++++ Records for the exercise

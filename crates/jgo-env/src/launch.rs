//! Launch Planner (spec §4.7): combines JAR classification and bytecode
//! inspection to synthesize a deterministic JVM command line and infer the
//! entry point when none is given explicitly.

use std::path::PathBuf;

use jgo_core::project::JavaSection;
use jgo_util::errors::JgoError;

use crate::bytecode;
use crate::classify;
use crate::classpath;

/// `java.gc` preset → flag (spec §4.7). Anything outside the two named
/// presets is passed through verbatim as an explicit flag; `"none"` emits
/// nothing.
fn gc_flag(preset: &str) -> Option<String> {
    match preset {
        "G1" => Some("-XX:+UseG1GC".to_string()),
        "Z" => Some("-XX:+UseZGC".to_string()),
        "none" => None,
        other => Some(other.to_string()),
    }
}

/// What the synthesized command line ultimately launches.
#[derive(Debug, Clone, PartialEq, Eq)]
pub enum EntryPoint {
    MainClass(String),
    Jar(PathBuf),
}

/// Caller-supplied overrides to main-class inference and the trailing
/// program arguments (spec §4.7 Inputs).
#[derive(Debug, Clone, Default)]
pub struct LaunchOptions {
    pub explicit_main_class: Option<String>,
    pub program_args: Vec<String>,
}

/// A fully synthesized launch: the minimum Java SE version every JAR on
/// the path requires, plus the JVM argument vector in spec-mandated
/// emission order.
#[derive(Debug, Clone)]
pub struct LaunchPlan {
    pub required_java_version: u16,
    pub entry_point: EntryPoint,
    pub args: Vec<String>,
}

/// Build a launch plan from a materialized environment's class-path and
/// module-path JARs.
pub fn plan(
    class_path_jars: &[PathBuf],
    module_path_jars: &[PathBuf],
    java: &JavaSection,
    options: &LaunchOptions,
) -> Result<LaunchPlan, JgoError> {
    let all_jars: Vec<PathBuf> = class_path_jars.iter().chain(module_path_jars).cloned().collect();
    let required_java_version = bytecode::required_java_version(&all_jars)?;
    let entry_point = resolve_entry_point(&all_jars, options)?;

    let mut args = Vec::new();

    if let Some(gc) = &java.gc {
        if let Some(flag) = gc_flag(gc) {
            args.push(flag);
        }
    }
    if let Some(min_heap) = &java.min_heap {
        args.push(format!("-Xms{min_heap}"));
    }
    let max_heap = java.max_heap.clone().unwrap_or_else(auto_max_heap);
    args.push(format!("-Xmx{max_heap}"));

    for (key, value) in java.flattened_properties() {
        args.push(format!("-D{key}={value}"));
    }

    if !class_path_jars.is_empty() {
        args.push("-cp".to_string());
        args.push(classpath::join_paths(class_path_jars));
    }
    if !module_path_jars.is_empty() {
        args.push("--module-path".to_string());
        args.push(classpath::join_paths(module_path_jars));
    }

    match &entry_point {
        EntryPoint::MainClass(class) => args.push(class.clone()),
        EntryPoint::Jar(jar) => {
            args.push("-jar".to_string());
            args.push(jar.to_string_lossy().to_string());
        }
    }

    args.extend(options.program_args.iter().cloned());

    Ok(LaunchPlan {
        required_java_version,
        entry_point,
        args,
    })
}

/// Auto-detect `-Xmx` from host RAM when `java.max_heap` is unset: a
/// quarter of total physical memory, mirroring the JVM's own default heap
/// sizing heuristic.
fn auto_max_heap() -> String {
    let mut system = sysinfo::System::new();
    system.refresh_memory();
    let total_bytes = system.total_memory();
    let quarter_mb = (total_bytes / 4 / (1024 * 1024)).max(256);
    format!("{quarter_mb}m")
}

fn resolve_entry_point(all_jars: &[PathBuf], options: &LaunchOptions) -> Result<EntryPoint, JgoError> {
    if let Some(explicit) = &options.explicit_main_class {
        return Ok(EntryPoint::MainClass(explicit.clone()));
    }

    let mut manifest_mains = Vec::new();
    for jar in all_jars {
        if let Some(main_class) = read_main_class_attribute(jar)? {
            manifest_mains.push(main_class);
        }
    }
    if manifest_mains.len() == 1 {
        return Ok(EntryPoint::MainClass(manifest_mains.remove(0)));
    }

    let candidates = bytecode::scan_main_classes(all_jars)?;
    match candidates.len() {
        1 => Ok(EntryPoint::MainClass(candidates.into_iter().next().unwrap())),
        0 => Err(JgoError::LaunchError {
            message: "no main class found: no JAR manifest declares Main-Class and no class \
                      defines public static void main(String[])"
                .to_string(),
        }),
        _ => Err(JgoError::LaunchError {
            message: format!("ambiguous main class, candidates: {}", candidates.join(", ")),
        }),
    }
}

fn read_main_class_attribute(jar_path: &std::path::Path) -> Result<Option<String>, JgoError> {
    let mut archive = classify::open_jar(jar_path)?;
    let Some(manifest) = classify::read_manifest(&mut archive) else {
        return Ok(None);
    };
    Ok(classify::manifest_main_attribute(&manifest, "Main-Class"))
}

#[cfg(test)]
mod tests {
    use super::*;

    #[test]
    fn gc_presets_map_to_flags() {
        assert_eq!(gc_flag("G1"), Some("-XX:+UseG1GC".to_string()));
        assert_eq!(gc_flag("Z"), Some("-XX:+UseZGC".to_string()));
        assert_eq!(gc_flag("none"), None);
        assert_eq!(gc_flag("-XX:+UseParallelGC"), Some("-XX:+UseParallelGC".to_string()));
    }

    #[test]
    fn explicit_main_class_wins_without_touching_jars() {
        let options = LaunchOptions {
            explicit_main_class: Some("com.example.Main".to_string()),
            program_args: vec![],
        };
        let entry = resolve_entry_point(&[], &options).unwrap();
        assert_eq!(entry, EntryPoint::MainClass("com.example.Main".to_string()));
    }

    #[test]
    fn flag_order_matches_spec() {
        let java = JavaSection {
            gc: Some("G1".to_string()),
            min_heap: Some("256m".to_string()),
            max_heap: Some("1g".to_string()),
            properties: Default::default(),
        };
        let options = LaunchOptions {
            explicit_main_class: Some("com.example.Main".to_string()),
            program_args: vec!["--verbose".to_string()],
        };
        let cp = vec![PathBuf::from("/env/jars/a.jar")];
        let plan = plan(&cp, &[], &java, &options).unwrap();

        assert_eq!(
            plan.args,
            vec![
                "-XX:+UseG1GC".to_string(),
                "-Xms256m".to_string(),
                "-Xmx1g".to_string(),
                "-cp".to_string(),
                "/env/jars/a.jar".to_string(),
                "com.example.Main".to_string(),
                "--verbose".to_string(),
            ]
        );
    }
}
use md5::Md5;
use sha1::Sha1;
use sha2::{Digest, Sha256};
use std::io::Read;
use std::path::Path;

use crate::errors::JgoError;

/// Compute the SHA-256 hash of a file, returning a lowercase hex string.
pub fn sha256_file(path: &Path) -> Result<String, JgoError> {
    let mut file = std::fs::File::open(path)?;
    let mut hasher = Sha256::new();
    let mut buffer = [0u8; 8192];
    loop {
        let n = file.read(&mut buffer)?;
        if n == 0 {
            break;
        }
        hasher.update(&buffer[..n]);
    }
    Ok(format!("{:x}", hasher.finalize()))
}

/// Compute the SHA-256 hash of a file using streaming (BufReader), returning
/// a lowercase hex string. Does not load the entire file into memory.
pub fn sha256_file_streaming(path: &Path) -> std::io::Result<String> {
    let file = std::fs::File::open(path)?;
    let mut reader = std::io::BufReader::with_capacity(64 * 1024, file);
    let mut hasher = Sha256::new();
    let mut buf = [0u8; 64 * 1024];
    loop {
        let n = reader.read(&mut buf)?;
        if n == 0 {
            break;
        }
        hasher.update(&buf[..n]);
    }
    Ok(format!("{:x}", hasher.finalize()))
}

/// Compute the SHA-256 hash of a byte slice, returning a lowercase hex string.
pub fn sha256_bytes(data: &[u8]) -> String {
    let mut hasher = Sha256::new();
    hasher.update(data);
    format!("{:x}", hasher.finalize())
}

/// Compute the SHA-1 hash of a byte slice, returning a lowercase hex string.
/// Used only as a fallback when a repository publishes no `.sha256` sidecar.
pub fn sha1_bytes(data: &[u8]) -> String {
    let mut hasher = Sha1::new();
    hasher.update(data);
    format!("{:x}", hasher.finalize())
}

/// Compute the MD5 hash of a byte slice, returning a lowercase hex string.
/// Last resort in the checksum fallback chain (SHA-256 -> SHA-1 -> MD5).
pub fn md5_bytes(data: &[u8]) -> String {
    let mut hasher = Md5::new();
    hasher.update(data);
    format!("{:x}", hasher.finalize())
}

++++++++

§ Aim of the task: Which lines belong in the answer? Exactly those from the first line of the entries through the line holding "and the trailing", inclusive, copied unchanged.

§ Solution:
filename crates/jgo-env/src/launch.rs
//! Launch Planner (spec §4.7): combines JAR classification and bytecode
//! inspection to synthesize a deterministic JVM command line and infer the
//! entry point when none is given explicitly.

use std::path::PathBuf;

use jgo_core::project::JavaSection;
use jgo_util::errors::JgoError;

use crate::bytecode;
use crate::classify;
use crate::classpath;

/// `java.gc` preset → flag (spec §4.7). Anything outside the two named
/// presets is passed through verbatim as an explicit flag; `"none"` emits
/// nothing.
fn gc_flag(preset: &str) -> Option<String> {
    match preset {
        "G1" => Some("-XX:+UseG1GC".to_string()),
        "Z" => Some("-XX:+UseZGC".to_string()),
        "none" => None,
        other => Some(other.to_string()),
    }
}

/// What the synthesized command line ultimately launches.
#[derive(Debug, Clone, PartialEq, Eq)]
pub enum EntryPoint {
    MainClass(String),
    Jar(PathBuf),
}

/// Caller-supplied overrides to main-class inference and the trailing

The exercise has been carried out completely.